Hausratversicherung verweigert Schadensersatz von gestohlenem Edelbesteck
Bei einem Versicherten wurde eingebrochen. Dabei bekamen die Diebe ein 15000€ teures aus Silber bestehendes Besteck in die Hände. Als die Hausratversicherung für den Verlust nur teilweise aufkam, zog der Geschädigte vor Gericht. Die Richter im Kammergericht Berlin hingegen hielten das Verhalten der Versicherer für völlig in Ordnung. Dies bekräftigten sie mit der Zurückweisung der Klage am 4.08.06 (Az.: 6 U 79/06). Schließlich habe der Kläger keine Versicherung für Wertsachen abgeschlossen.
Da nach Ermessen des Gerichts kein gutes Fachwissen Vorraussetzung sei, um auch ohne Mitteilung des Vermittlers zu wissen, das man so etwas Teures besonders versichern sollte, um auf eine Schadensregulierung zu hoffen, ließ das Gericht auch keine Beschwerde wegen Vernachlässigung der Beratungspflicht gelten.
Was auch noch zu Ungunsten des Klägers sprach, war das Gegenfeuer der Versicherung. Diese wies auf den § 19 der (VHB) Allgemeinen Hausratversicherungs-Bedingungen hin, in dem die Definition von Wertsachen aufgelistet sei. Das Silberbesteck erfülle somit im Sinne des Paragraphen die Kriterien für Wertsachen. Was ebenfalls ein Laie mit etwas Sachverstand wissen sollte ist, dass ein solches Besteck, welches, wie wir inzwischen erfahren haben, als Wertsache gewertet wird und somit nicht zum Hausrat gehört.

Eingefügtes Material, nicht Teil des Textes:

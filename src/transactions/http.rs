use axum::{
    extract::{Path, Query, State},
    http::StatusCode,
    routing::get,
    Json, Router,
};
use chrono::{NaiveDate, Utc};
use serde::{Deserialize, Serialize};
use tracing::debug;
use uuid::Uuid;

use crate::{
    authentication::Session,
    http_err::{ApiError, ApiResponse},
    server::AppState,
};

use super::{
    services::TransactionService, NewTransactionData, Transaction, TransactionCursor,
    TransactionKind, TransactionQuery, UpcomingOccurrence,
};

pub fn routes() -> Router<AppState> {
    Router::new()
        .route(
            "/transactions",
            get(list_transactions).post(create_transaction),
        )
        .route(
            "/transactions/recurring/upcoming",
            get(list_upcoming_recurring),
        )
        .route(
            "/transactions/:transaction_id",
            get(get_transaction)
                .put(update_transaction)
                .delete(delete_transaction),
        )
}

#[derive(Serialize)]
pub struct ResourceCollection<T: Serialize> {
    pub next: Option<String>,
    pub items: Vec<T>,
}

#[derive(Deserialize)]
struct ListTransactionsParams {
    account: Option<Uuid>,
    category: Option<Uuid>,
    kind: Option<TransactionKind>,
    from: Option<NaiveDate>,
    to: Option<NaiveDate>,
    search: Option<String>,
    recurring: Option<bool>,
    after: Option<String>,
}

async fn list_transactions(
    session: Session,
    State(transaction_service): State<TransactionService>,
    Query(params): Query<ListTransactionsParams>,
) -> ApiResponse<Json<ResourceCollection<Transaction>>> {
    let after = match params.after.as_deref() {
        Some(encoded) => Some(TransactionCursor::decode(encoded).map_err(|error| {
            debug!(?error, "Received invalid transaction cursor.");

            ApiError::BadRequestReason("Invalid cursor.".to_owned())
        })?),
        None => None,
    };

    let query = TransactionQuery {
        user_id: session.user_id(),
        after,
        account_id: params.account,
        category_id: params.category,
        kind: params.kind,
        from: params.from,
        to: params.to,
        search: params.search.filter(|s| !s.trim().is_empty()),
        recurring: params.recurring,
    };

    let transactions = transaction_service.list_transactions(query).await?;
    let next = match transactions.next {
        Some(cursor) => Some(cursor.encode()?),
        None => None,
    };

    Ok(Json(ResourceCollection {
        next,
        items: transactions.items,
    }))
}

async fn create_transaction(
    session: Session,
    State(transaction_service): State<TransactionService>,
    Json(data): Json<NewTransactionData>,
) -> ApiResponse<(StatusCode, Json<Transaction>)> {
    let transaction = transaction_service
        .create_transaction(session.user_id(), data)
        .await?;

    Ok((StatusCode::CREATED, Json(transaction)))
}

async fn get_transaction(
    session: Session,
    State(transaction_service): State<TransactionService>,
    Path(transaction_id): Path<Uuid>,
) -> ApiResponse<Json<Transaction>> {
    Ok(Json(
        transaction_service
            .get_transaction(session.user_id(), transaction_id)
            .await?,
    ))
}

async fn update_transaction(
    session: Session,
    State(transaction_service): State<TransactionService>,
    Path(transaction_id): Path<Uuid>,
    Json(data): Json<NewTransactionData>,
) -> ApiResponse<Json<Transaction>> {
    Ok(Json(
        transaction_service
            .update_transaction(session.user_id(), transaction_id, data)
            .await?,
    ))
}

async fn delete_transaction(
    session: Session,
    State(transaction_service): State<TransactionService>,
    Path(transaction_id): Path<Uuid>,
) -> ApiResponse<StatusCode> {
    transaction_service
        .delete_transaction(session.user_id(), transaction_id)
        .await?;

    Ok(StatusCode::NO_CONTENT)
}

#[derive(Deserialize)]
struct UpcomingParams {
    days: Option<u32>,
}

async fn list_upcoming_recurring(
    session: Session,
    State(transaction_service): State<TransactionService>,
    Query(UpcomingParams { days }): Query<UpcomingParams>,
) -> ApiResponse<Json<Vec<UpcomingOccurrence>>> {
    Ok(Json(
        transaction_service
            .upcoming_recurring(session.user_id(), Utc::now().date_naive(), days.unwrap_or(30))
            .await?,
    ))
}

Dem Versicherer kann kein Vorwurf gemacht werden, auch wenn dieser, wie vom Kläger angegeben, das gestohlene Besteck gebraucht hatte. Da während dem Beratungsgespräch das Thema Wertgegenstände besprochen wurde, hätte der Kläger selber fragen müssen, ob oder wie das Besteck versichert werden kann. Dies war jedoch nicht der Fall und so könne auch niemand (außer den Gaunern) zur Verantwortung gezogen werden. Damit war die Verhandlung geschlossen und der Kläger musste sich mit einer Niederlage zurecht finden.